« Are you stalking to me ? » ou l’art de la fouille virtuelle

stalking

Qu’est-ce donc que le « stalking » ? Si cet anglicisme ne vous dit rien, il désigne pourtant une pratique de plus en plus répandue. En quoi consiste-elle ?

Harcèlement virtuel

Dans sa définition littérale, le « stalking » serait donc un harcèlement. Une pratique qui consiste dans les faits à rechercher le maximum d’informations sur une personne à travers sa vie virtuelle. Alors que les utilisateurs de réseaux sociaux et d’applications en tout genre sont de plus en plus nombreux à exposer leur vie, le stalking se développe donc lui aussi.

Un espionnage parfois mal intentionné au point que certains pays ont légiféré contre la pratique. C’est notamment le cas de la Belgique, du Luxembourg et de l’Italie. Ces États ont promulgué des lois anti-stalking pour protéger leurs citoyens. Comme dans bien d’autres domaines, ce sont les États-Unis qui ont initié le mouvement en 1989. Cette année-là, la jeune actrice de sitcom Rebecca Schaffer fut tuée par un fan stalker en Californie. Les choses tournent donc parfois mal.

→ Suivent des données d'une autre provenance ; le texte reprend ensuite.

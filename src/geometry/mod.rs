//! Scalar geometry utilities: angles, turning direction, circumcenters,
//! lengths, areas and point rotation.
//!
//! Everything here is a pure function. Inputs in stored (screen) space are
//! converted to the y-up math frame through [`SCREEN`] before any angle is
//! taken, so the sign conventions live in one place.

pub mod conic;
pub mod solve;

use std::f64::consts::{FRAC_PI_2, PI, TAU};

use glam::DVec2;

use crate::defaults;
use crate::errors::GeomError;
use crate::model::{Arc, ArcKind, Ellipse};
use crate::types::{Direction, Point, SCREEN};

pub use conic::{EllipseFrame, conic_intersections};
pub use solve::{Roots, solve_cubic, solve_quadratic, solve_quartic};

/// Wrap an angle into `[0, 2π)`.
pub fn normalize_angle(angle: f64) -> f64 {
    let a = angle.rem_euclid(TAU);
    // rem_euclid can round up to exactly TAU for tiny negative inputs
    if a >= TAU { 0.0 } else { a }
}

/// Angle of the vector `(dx, dy)` in `[0, 2π)`, y-up.
///
/// Axis-aligned vectors are special-cased; everything else is `atan` plus a
/// quadrant correction. The zero vector yields 0.
pub fn compute_angle(dx: f64, dy: f64) -> f64 {
    if dx == 0.0 {
        if dy > 0.0 {
            FRAC_PI_2
        } else if dy < 0.0 {
            3.0 * FRAC_PI_2
        } else {
            0.0
        }
    } else if dy == 0.0 {
        if dx > 0.0 { 0.0 } else { PI }
    } else {
        let mut alpha = (dy / dx).atan(); // -π/2 .. π/2
        if dx < 0.0 {
            alpha += PI;
        } else if dy < 0.0 {
            alpha += TAU;
        }
        alpha
    }
}

/// Angle of a stored-space offset, measured in the math frame.
pub fn screen_angle(v: DVec2) -> f64 {
    let m = SCREEN.to_math(v);
    compute_angle(m.x, m.y)
}

/// Turning sense of the path `p1 → p2 → p3`, as displayed.
pub fn compute_direction(p1: DVec2, p2: DVec2, p3: DVec2) -> Direction {
    let alpha = screen_angle(p2 - p1);
    let theta = screen_angle(p3 - p2);
    let diff = theta - alpha;
    if (0.0 < diff && diff < PI) || diff < -PI {
        Direction::Counterclockwise
    } else {
        Direction::Clockwise
    }
}

/// Center of the circle through three points.
///
/// Fails when two points coincide or the points are collinear up to rounding,
/// so the perpendicular bisectors of `p1p2` and `p1p3` never meet.
pub fn compute_arccenter(p1: DVec2, p2: DVec2, p3: DVec2) -> Result<DVec2, GeomError> {
    if p1 == p2 || p2 == p3 || p1 == p3 {
        return Err(GeomError::CoincidentPoints);
    }
    let b = p2 - p1;
    let d = p3 - p1;
    let cross = b.perp_dot(d);
    if cross.abs() <= defaults::COLLINEAR_TOLERANCE * b.length() * d.length() {
        return Err(GeomError::Collinear);
    }
    // 2 b·c = |b|², 2 d·c = |d|², with p1 at the origin
    let bb = b.length_squared();
    let dd = d.length_squared();
    let det = 2.0 * cross;
    let cx = (bb * d.y - dd * b.y) / det;
    let cy = (b.x * dd - d.x * bb) / det;
    Ok(p1 + DVec2::new(cx, cy))
}

/// Radius of the circle through three points.
pub fn compute_arcradius(p1: DVec2, p2: DVec2, p3: DVec2) -> Result<f64, GeomError> {
    compute_arccenter(p1, p2, p3).map(|c| c.distance(p1))
}

/// Angle at `p2` from the ray `p2 → p3` to the ray `p2 → p1`, counterclockwise
/// as displayed, in `[0, 2π)`.
pub fn compute_3p_angle(p1: DVec2, p2: DVec2, p3: DVec2) -> Result<f64, GeomError> {
    let r1 = p1 - p2;
    let r3 = p3 - p2;
    if r1 == DVec2::ZERO || r3 == DVec2::ZERO {
        return Err(GeomError::ZeroLength);
    }
    Ok(normalize_angle(screen_angle(r1) - screen_angle(r3)))
}

/// Total length of the point sequence.
pub fn compute_poly_length(points: &[Point]) -> f64 {
    points.windows(2).map(|w| w[0].distance(w[1])).sum()
}

/// Signed shoelace area of the ring through `points`.
///
/// Positive when the ring runs counterclockwise as displayed. The ring is
/// closed implicitly, so a repeated closing point contributes nothing.
pub fn compute_poly_area(points: &[Point]) -> f64 {
    if points.len() < 3 {
        return 0.0;
    }
    let mut sum = 0.0;
    for (i, p) in points.iter().enumerate() {
        let q = points[(i + 1) % points.len()];
        let a = SCREEN.to_math(p.to_vec());
        let b = SCREEN.to_math(q.to_vec());
        sum += a.perp_dot(b);
    }
    sum / 2.0
}

/// Length along the arc.
pub fn compute_arc_length(arc: &Arc) -> f64 {
    arc.radius() * arc.sweep()
}

/// Signed area enclosed by the arc: the sector for a pie wedge, the circular
/// segment cut off by the chord for an open arc. Positive for counterclockwise
/// arcs.
pub fn compute_arc_area(arc: &Arc) -> f64 {
    let r = arc.radius();
    let theta = arc.sweep();
    let sector = r * r * theta / 2.0;
    let area = match arc.kind() {
        ArcKind::PieWedge => sector,
        // the triangle term changes sign once the arc passes a half turn
        ArcKind::Open => sector - r * r * theta.sin() / 2.0,
    };
    area * arc.direction().sign()
}

/// π·a·b
pub fn compute_ellipse_area(ellipse: &Ellipse) -> f64 {
    let r = ellipse.radii();
    PI * r.x * r.y
}

/// Perimeter, by Ramanujan's second approximation.
pub fn compute_ellipse_length(ellipse: &Ellipse) -> f64 {
    let r = ellipse.radii();
    let sum = r.x + r.y;
    if sum == 0.0 {
        return 0.0;
    }
    let h = ((r.x - r.y) / sum).powi(2);
    PI * sum * (1.0 + 3.0 * h / (10.0 + (4.0 - 3.0 * h).sqrt()))
}

/// Rotate `p` about `pivot` by `angle` radians in `direction`.
///
/// Works on the polar form (magnitude, angle) with the angle kept in
/// `[0, 2π)`, then rounds back to device units.
pub fn rotate_point(p: Point, pivot: Point, angle: f64, direction: Direction) -> Point {
    let offset = SCREEN.to_math(p.to_vec() - pivot.to_vec());
    let r = offset.length();
    if r == 0.0 {
        return p;
    }
    let theta = normalize_angle(compute_angle(offset.x, offset.y) + direction.sign() * angle);
    let rotated = SCREEN.from_math(DVec2::new(r * theta.cos(), r * theta.sin()));
    Point::from_vec(pivot.to_vec() + rotated)
}

/// Twice the signed area of triangle `abc` (raw coordinates, no axis flip).
#[inline]
pub fn cross3(a: DVec2, b: DVec2, c: DVec2) -> f64 {
    (b - a).perp_dot(c - a)
}

/// Closest point to `p` on the segment `ab`.
pub fn closest_on_segment(a: DVec2, b: DVec2, p: DVec2) -> DVec2 {
    let d = b - a;
    let len2 = d.length_squared();
    if len2 == 0.0 {
        return a;
    }
    let t = ((p - a).dot(d) / len2).clamp(0.0, 1.0);
    a + d * t
}

/// Whether `p` lies within `tol` of the segment `ab`.
pub fn close_to_vector(a: DVec2, b: DVec2, p: DVec2, tol: f64) -> bool {
    closest_on_segment(a, b, p).distance(p) <= tol
}

#[cfg(test)]
mod tests {
    use super::*;
    use crate::model::{Arc, ArcKind, Ellipse};

    fn v(x: f64, y: f64) -> DVec2 {
        DVec2::new(x, y)
    }

    fn close(a: f64, b: f64) -> bool {
        (a - b).abs() < 1e-9
    }

    #[test]
    fn compute_angle_axis_cases() {
        assert_eq!(compute_angle(1.0, 0.0), 0.0);
        assert_eq!(compute_angle(0.0, 1.0), FRAC_PI_2);
        assert_eq!(compute_angle(-1.0, 0.0), PI);
        assert_eq!(compute_angle(0.0, -1.0), 3.0 * FRAC_PI_2);
        assert_eq!(compute_angle(0.0, 0.0), 0.0);
    }

    #[test]
    fn compute_angle_quadrants() {
        assert!(close(compute_angle(1.0, 1.0), PI / 4.0));
        assert!(close(compute_angle(-1.0, 1.0), 3.0 * PI / 4.0));
        assert!(close(compute_angle(-1.0, -1.0), 5.0 * PI / 4.0));
        assert!(close(compute_angle(1.0, -1.0), 7.0 * PI / 4.0));
    }

    #[test]
    fn compute_angle_stays_in_range() {
        for i in 0..360 {
            let t = (i as f64).to_radians();
            for r in [1e-6, 1.0, 1e6] {
                let a = compute_angle(r * t.cos(), r * t.sin());
                assert!((0.0..TAU).contains(&a), "angle {} out of range", a);
            }
        }
    }

    #[test]
    fn normalize_wraps_negative_and_large() {
        assert!(close(normalize_angle(-FRAC_PI_2), 3.0 * FRAC_PI_2));
        assert!(close(normalize_angle(5.0 * PI), PI));
        assert!(normalize_angle(-1e-18) < TAU);
    }

    #[test]
    fn direction_follows_screen_convention() {
        // right, then up the screen (y decreasing): a left turn as displayed
        let dir = compute_direction(v(0.0, 0.0), v(10.0, 0.0), v(10.0, -10.0));
        assert_eq!(dir, Direction::Counterclockwise);
        let dir = compute_direction(v(0.0, 0.0), v(10.0, 0.0), v(10.0, 10.0));
        assert_eq!(dir, Direction::Clockwise);
    }

    #[test]
    fn direction_reverses_with_path() {
        let triples = [
            (v(0.0, 0.0), v(5.0, 7.0), v(13.0, -2.0)),
            (v(-3.0, 4.0), v(1.0, 1.0), v(8.0, 9.0)),
            (v(10.0, 0.0), v(0.0, 10.0), v(-10.0, 0.0)),
        ];
        for (a, b, c) in triples {
            assert_ne!(compute_direction(a, b, c), compute_direction(c, b, a));
        }
    }

    #[test]
    fn arccenter_is_equidistant() {
        let triples = [
            (v(0.0, 0.0), v(5.0, 7.0), v(13.0, -2.0)),
            (v(10.0, 0.0), v(0.0, 10.0), v(-10.0, 0.0)),
            (v(1000.0, 20.0), v(1500.0, 600.0), v(900.0, 1400.0)),
        ];
        for (a, b, c) in triples {
            let center = compute_arccenter(a, b, c).unwrap();
            let r = center.distance(a);
            assert!((center.distance(b) - r).abs() < 1e-6);
            assert!((center.distance(c) - r).abs() < 1e-6);
        }
        let c = compute_arccenter(v(10.0, 0.0), v(0.0, 10.0), v(-10.0, 0.0)).unwrap();
        assert!(c.length() < 1e-9);
    }

    #[test]
    fn arccenter_of_a_gentle_arc() {
        let (a, b, c) = (v(0.0, 0.0), v(3000.0, 2.0), v(6000.0, 0.0));
        let center = compute_arccenter(a, b, c).unwrap();
        assert_eq!(center.x, 3000.0);
        assert!((center.y - (4.0 - 9.0e6) / 4.0).abs() < 1e-3);
        let r = center.distance(a);
        assert!((center.distance(b) - r).abs() < 1e-6 * r);
        assert!((center.distance(c) - r).abs() < 1e-6 * r);

        let arc = Arc::new(
            ArcKind::Open,
            [Point::new(0, 0), Point::new(3000, 2), Point::new(6000, 0)],
        );
        assert!(arc.is_ok());
    }

    #[test]
    fn arccenter_rejects_degenerate_triples() {
        assert_eq!(
            compute_arccenter(v(0.0, 0.0), v(0.0, 0.0), v(1.0, 1.0)),
            Err(GeomError::CoincidentPoints)
        );
        assert_eq!(
            compute_arccenter(v(0.0, 0.0), v(1.0, 1.0), v(0.0, 0.0)),
            Err(GeomError::CoincidentPoints)
        );
        assert_eq!(
            compute_arccenter(v(0.0, 0.0), v(5.0, 5.0), v(10.0, 10.0)),
            Err(GeomError::Collinear)
        );
        assert_eq!(
            compute_arccenter(v(0.0, 0.0), v(10.0, 10.0), v(5.0, 5.0)),
            Err(GeomError::Collinear)
        );
    }

    #[test]
    fn arcradius_matches_center_distance() {
        let r = compute_arcradius(v(10.0, 0.0), v(0.0, 10.0), v(-10.0, 0.0)).unwrap();
        assert!(close(r, 10.0));
    }

    #[test]
    fn three_point_angle() {
        // p1 east of the vertex, p3 straight up the screen
        let a = compute_3p_angle(v(10.0, 0.0), v(0.0, 0.0), v(0.0, -10.0)).unwrap();
        assert!(close(a, 3.0 * FRAC_PI_2));
        let b = compute_3p_angle(v(0.0, -10.0), v(0.0, 0.0), v(10.0, 0.0)).unwrap();
        assert!(close(b, FRAC_PI_2));
        assert!((0.0..TAU).contains(&a));
        assert_eq!(
            compute_3p_angle(v(0.0, 0.0), v(0.0, 0.0), v(1.0, 0.0)),
            Err(GeomError::ZeroLength)
        );
    }

    #[test]
    fn poly_length_and_area() {
        let square = [
            Point::new(0, 0),
            Point::new(10, 0),
            Point::new(10, 10),
            Point::new(0, 10),
            Point::new(0, 0),
        ];
        assert_eq!(compute_poly_length(&square), 40.0);
        // clockwise as displayed
        assert_eq!(compute_poly_area(&square), -100.0);
        let reversed: Vec<Point> = square.iter().rev().copied().collect();
        assert_eq!(compute_poly_area(&reversed), 100.0);
        // the closing point is optional
        assert_eq!(compute_poly_area(&square[..4]), -100.0);
        assert_eq!(compute_poly_area(&square[..2]), 0.0);
    }

    #[test]
    fn arc_length_and_area() {
        // upper half circle as displayed, drawn counterclockwise
        let arc = Arc::new(
            ArcKind::Open,
            [Point::new(10, 0), Point::new(0, -10), Point::new(-10, 0)],
        )
        .unwrap();
        assert_eq!(arc.direction(), Direction::Counterclockwise);
        assert!((compute_arc_length(&arc) - 10.0 * PI).abs() < 1e-9);
        let half_disc = 50.0 * PI;
        assert!((compute_arc_area(&arc) - half_disc).abs() < 1e-9);

        let wedge = Arc::new(
            ArcKind::PieWedge,
            [Point::new(-10, 0), Point::new(0, -10), Point::new(10, 0)],
        )
        .unwrap();
        assert_eq!(wedge.direction(), Direction::Clockwise);
        assert!((compute_arc_area(&wedge) + half_disc).abs() < 1e-9);
    }

    #[test]
    fn open_arc_area_is_segment_not_sector() {
        // quarter circle: segment = sector - triangle
        let arc = Arc::new(
            ArcKind::Open,
            [Point::new(10, 0), Point::new(7, -7), Point::new(0, -10)],
        )
        .unwrap();
        let r = arc.radius();
        let theta = arc.sweep();
        let expected = r * r * (theta - theta.sin()) / 2.0;
        assert!((compute_arc_area(&arc) - expected).abs() < 1e-9);
    }

    #[test]
    fn ellipse_area_and_length() {
        let e = Ellipse::new(Point::new(0, 0), 10, 5, 0.0).unwrap();
        assert!((compute_ellipse_area(&e) - 50.0 * PI).abs() < 1e-9);
        let c = Ellipse::circle(Point::new(0, 0), 10).unwrap();
        assert!((compute_ellipse_length(&c) - 20.0 * PI).abs() < 1e-9);
        // Ramanujan II is within a few ppm for moderate eccentricity
        assert!((compute_ellipse_length(&e) - 48.442_241_102_738_88).abs() < 1e-3);
    }

    #[test]
    fn rotate_quarter_turns() {
        let pivot = Point::new(0, 0);
        let p = Point::new(10, 0);
        // counterclockwise as displayed moves toward negative y
        assert_eq!(
            rotate_point(p, pivot, FRAC_PI_2, Direction::Counterclockwise),
            Point::new(0, -10)
        );
        assert_eq!(
            rotate_point(p, pivot, FRAC_PI_2, Direction::Clockwise),
            Point::new(0, 10)
        );
        assert_eq!(
            rotate_point(p, pivot, 5.0 * PI, Direction::Counterclockwise),
            Point::new(-10, 0)
        );
        assert_eq!(rotate_point(pivot, pivot, 1.0, Direction::Clockwise), pivot);
    }

    #[test]
    fn rotate_about_offset_pivot() {
        let pivot = Point::new(100, 100);
        let p = Point::new(110, 100);
        assert_eq!(
            rotate_point(p, pivot, PI, Direction::Clockwise),
            Point::new(90, 100)
        );
    }

    #[test]
    fn segment_proximity() {
        let a = v(0.0, 0.0);
        let b = v(10.0, 0.0);
        assert!(close_to_vector(a, b, v(5.0, 3.0), 3.0));
        assert!(!close_to_vector(a, b, v(5.0, 3.1), 3.0));
        assert!(!close_to_vector(a, b, v(14.0, 0.0), 3.0));
        assert_eq!(closest_on_segment(a, b, v(-4.0, 2.0)), a);
        assert_eq!(closest_on_segment(a, a, v(-4.0, 2.0)), a);
    }
}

Les femmes davantage visées

À l’instar de cette américaine, les femmes seraient davantage victimes de harcèlement. Il s’agissait ainsi de femmes dans 75 % des cas recensés.

Une proportion qui en conduit à une autre : 80 % des stalkers seraient des hommes. Leurs victimes ? Des personnes déjà présentes dans leur vie réelle telles une collègue de travail ou une ancienne amoureuse. Quand il ne s’agit pas d’une idolâtrie malsaine envers une star, comme dans le cas de Rebecca Schaffer. Les cibles choisies au hasard sont très rares.

Tout voir, tout savoir

Toutefois, le stalking n’est pas utilisé qu’à des fins malveillantes. Rien de bien méchant à chercher quelques informations sur une personne avant une rencontre professionnelle, amicale ou amoureuse.

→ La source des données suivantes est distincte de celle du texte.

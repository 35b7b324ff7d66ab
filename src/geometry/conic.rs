//! Ellipse frames and conic/conic, line/conic root finding.
//!
//! An ellipse's local frame has its origin at the center, its x axis along
//! the first radius and y pointing up (math convention). Stored-space
//! positions are mapped through [`SCREEN`] on the way in and out.

use glam::DVec2;

use super::solve::{Roots, solve_quadratic, solve_quartic};
use crate::defaults::{COINCIDENT_HIT, CONIC_RESIDUAL};
use crate::types::SCREEN;

/// An ellipse positioned in stored space
#[derive(Debug, Clone, Copy, PartialEq)]
pub struct EllipseFrame {
    pub center: DVec2,
    /// Semi-axis lengths along the local x and y axes
    pub radii: DVec2,
    /// Rotation of the local x axis, counterclockwise as displayed
    pub angle: f64,
}

impl EllipseFrame {
    pub fn new(center: DVec2, radii: DVec2, angle: f64) -> Self {
        Self {
            center,
            radii,
            angle,
        }
    }

    pub fn circle(center: DVec2, radius: f64) -> Self {
        Self::new(center, DVec2::splat(radius), 0.0)
    }

    pub fn is_circle(&self) -> bool {
        self.radii.x == self.radii.y
    }

    /// Unit vector of the local x axis, in the math frame
    fn axis(&self) -> DVec2 {
        DVec2::from_angle(self.angle)
    }

    /// Stored-space position to local coordinates
    pub fn to_local(&self, p: DVec2) -> DVec2 {
        let m = SCREEN.to_math(p - self.center);
        DVec2::from_angle(-self.angle).rotate(m)
    }

    /// Local coordinates to a stored-space position
    pub fn to_world(&self, l: DVec2) -> DVec2 {
        self.center + SCREEN.from_math(self.axis().rotate(l))
    }

    /// The point at eccentric angle `t`
    pub fn point_at(&self, t: f64) -> DVec2 {
        let (s, c) = t.sin_cos();
        self.to_world(DVec2::new(self.radii.x * c, self.radii.y * s))
    }

    /// `(x/a)² + (y/b)² - 1` at a stored-space position
    pub fn residual(&self, p: DVec2) -> f64 {
        let l = self.to_local(p) / self.radii;
        l.length_squared() - 1.0
    }

    /// Parameters `t` where the line `a + t·(b - a)` meets the ellipse.
    /// A tangent line yields a single parameter.
    pub fn line_params(&self, a: DVec2, b: DVec2) -> Roots<2> {
        let p0 = self.to_local(a) / self.radii;
        let p1 = self.to_local(b) / self.radii;
        let d = p1 - p0;
        solve_quadratic([p0.length_squared() - 1.0, 2.0 * p0.dot(d), d.length_squared()])
    }
}

/// Every point where two ellipses meet, in stored space.
///
/// The second ellipse is written in the first one's frame and the first is
/// parametrized by the half-angle substitution `s = tan(t/2)`, which turns
/// the intersection into a quartic in `s`. `t = π` has no finite `s` and is
/// checked separately. Candidates failing the second ellipse's equation are
/// dropped and near-identical ones merged, so a tangency counts once.
pub fn conic_intersections(e1: &EllipseFrame, e2: &EllipseFrame) -> Vec<DVec2> {
    let mut out: Vec<DVec2> = Vec::new();
    if e1.radii.min_element() <= 0.0 || e2.radii.min_element() <= 0.0 {
        return out;
    }

    let a1 = e1.radii.x;
    let b1 = e1.radii.y;
    let c2 = e1.to_local(e2.center);
    let u2 = DVec2::from_angle(e2.angle - e1.angle);
    let v2 = u2.perp();

    // offset from e2's center, projected on each of its axes, as a quadratic in s
    let along = |axis: DVec2| {
        let k0 = -c2.dot(axis);
        let k1 = a1 * axis.x;
        let k2 = b1 * axis.y;
        [k0 + k1, 2.0 * k2, k0 - k1]
    };
    let square = |l: [f64; 3]| {
        [
            l[0] * l[0],
            2.0 * l[0] * l[1],
            l[1] * l[1] + 2.0 * l[0] * l[2],
            2.0 * l[1] * l[2],
            l[2] * l[2],
        ]
    };
    let x2 = square(along(u2));
    let y2 = square(along(v2));
    let ia = 1.0 / (e2.radii.x * e2.radii.x);
    let ib = 1.0 / (e2.radii.y * e2.radii.y);
    // (1 + s²)²
    let rhs = [1.0, 0.0, 2.0, 0.0, 1.0];
    let mut quartic = [0.0; 5];
    for i in 0..5 {
        quartic[i] = x2[i] * ia + y2[i] * ib - rhs[i];
    }

    let mut push = |p: DVec2| {
        if e2.residual(p).abs() > CONIC_RESIDUAL {
            return;
        }
        if out.iter().any(|q| q.distance(p) < COINCIDENT_HIT) {
            return;
        }
        out.push(p);
    };
    for s in solve_quartic(quartic).iter() {
        push(e1.point_at(2.0 * s.atan()));
    }
    push(e1.point_at(std::f64::consts::PI));
    out
}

La recherche Google est parfois si tentante, y compris sur sa propre personne. Instagram est aussi une bonne source de données, notamment pour saisir l’univers de l’individu « espionné ».

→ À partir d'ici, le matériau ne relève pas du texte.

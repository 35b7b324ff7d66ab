//! Nested groups of objects

use crate::types::BBox;

use super::{Object, ObjectId, ObjectKind, Shape};

#[derive(Debug, Clone, PartialEq, Default)]
pub struct Compound {
    pub id: ObjectId,
    objects: Vec<Object>,
}

impl Compound {
    pub fn new(objects: Vec<Object>) -> Self {
        Self {
            id: ObjectId::UNASSIGNED,
            objects,
        }
    }

    pub fn objects(&self) -> &[Object] {
        &self.objects
    }

    pub(crate) fn objects_mut(&mut self) -> &mut [Object] {
        &mut self.objects
    }

    pub fn into_objects(self) -> Vec<Object> {
        self.objects
    }
}

impl Shape for Compound {
    fn id(&self) -> ObjectId {
        self.id
    }

    fn set_id(&mut self, id: ObjectId) {
        self.id = id;
    }

    fn kind(&self) -> ObjectKind {
        ObjectKind::Compound
    }

    /// The shallowest member's depth
    fn depth(&self) -> i32 {
        self.objects.iter().map(|o| o.depth()).min().unwrap_or(0)
    }

    fn bbox(&self) -> BBox {
        let mut bb = BBox::new();
        for o in &self.objects {
            bb.union(&o.bbox());
        }
        bb
    }
}
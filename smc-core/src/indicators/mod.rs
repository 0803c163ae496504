//! Rolling-window statistics feeding every detector.
//!
//! Everything here is streaming: one `update`/`push` per committed bar, with
//! state bounded by the indicator's own window. There is no full-series
//! precompute, so no value can depend on a bar that has not arrived yet.

pub mod ema;
pub mod extremum;
pub mod sma;
pub mod window;

pub use ema::Ema;
pub use extremum::Extremum;
pub use sma::Sma;
pub use window::RollingWindow;

use crate::error::NumericError;

/// Trait for streaming indicators.
///
/// The first `lookback()` updates return `None` (warmup). Non-finite inputs
/// are rejected without mutating state.
pub trait StreamingIndicator: Send + Sync {
    /// Human-readable name (e.g., "ema_20", "sma_20").
    fn name(&self) -> &str;

    /// Number of updates before the indicator produces output, minus one.
    fn lookback(&self) -> usize;

    /// Feed the next value and return the current output.
    fn update(&mut self, x: f64) -> Result<Option<f64>, NumericError>;

    /// Current output without feeding a value.
    fn value(&self) -> Option<f64>;
}

/// Create synthetic bars from close prices for testing.
///
/// Generates plausible OHLV: open = prev_close (or close for first bar),
/// high = max(open,close) + 1.0, low = min(open,close) - 1.0, volume = 1000.
#[cfg(test)]
pub fn make_bars(closes: &[f64]) -> Vec<crate::domain::Bar> {
    let data: Vec<(f64, f64, f64, f64)> = closes
        .iter()
        .enumerate()
        .map(|(i, &close)| {
            let open = if i == 0 { close } else { closes[i - 1] };
            (open, open.max(close) + 1.0, open.min(close) - 1.0, close)
        })
        .collect();
    make_bars_ohlc(&data)
}

/// Create hourly synthetic bars from (open, high, low, close) tuples.
#[cfg(test)]
pub fn make_bars_ohlc(data: &[(f64, f64, f64, f64)]) -> Vec<crate::domain::Bar> {
    use crate::domain::Bar;
    let base = chrono::NaiveDate::from_ymd_opt(2024, 1, 2)
        .unwrap()
        .and_hms_opt(0, 0, 0)
        .unwrap();
    data.iter()
        .enumerate()
        .map(|(i, &(open, high, low, close))| Bar {
            timestamp: base + chrono::Duration::hours(i as i64),
            open,
            high,
            low,
            close,
            volume: 1000.0,
            is_final: true,
        })
        .collect()
}

/// Assert two f64 values are approximately equal (within epsilon).
#[cfg(test)]
pub fn assert_approx(actual: f64, expected: f64, epsilon: f64) {
    assert!(
        (actual - expected).abs() < epsilon,
        "assert_approx failed: actual={actual}, expected={expected}, diff={}, epsilon={epsilon}",
        (actual - expected).abs()
    );
}

/// Default epsilon for indicator tests.
#[cfg(test)]
pub const DEFAULT_EPSILON: f64 = 1e-10;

De même, Twitter et Facebook permettent bien des enquêtes. Y compris par quelques méthodes peu connues que nous vous laisserons trouver par vous-mêmes !

Enfin, sur les réseaux purement professionnels comme Viadeo ou LinkedIn, le stalking, s’il est largement possible, peut toutefois laisser des traces lors d’une navigation connectée. Une bonne raison d’attendre sans à priori votre futur rendez-vous d’affaires.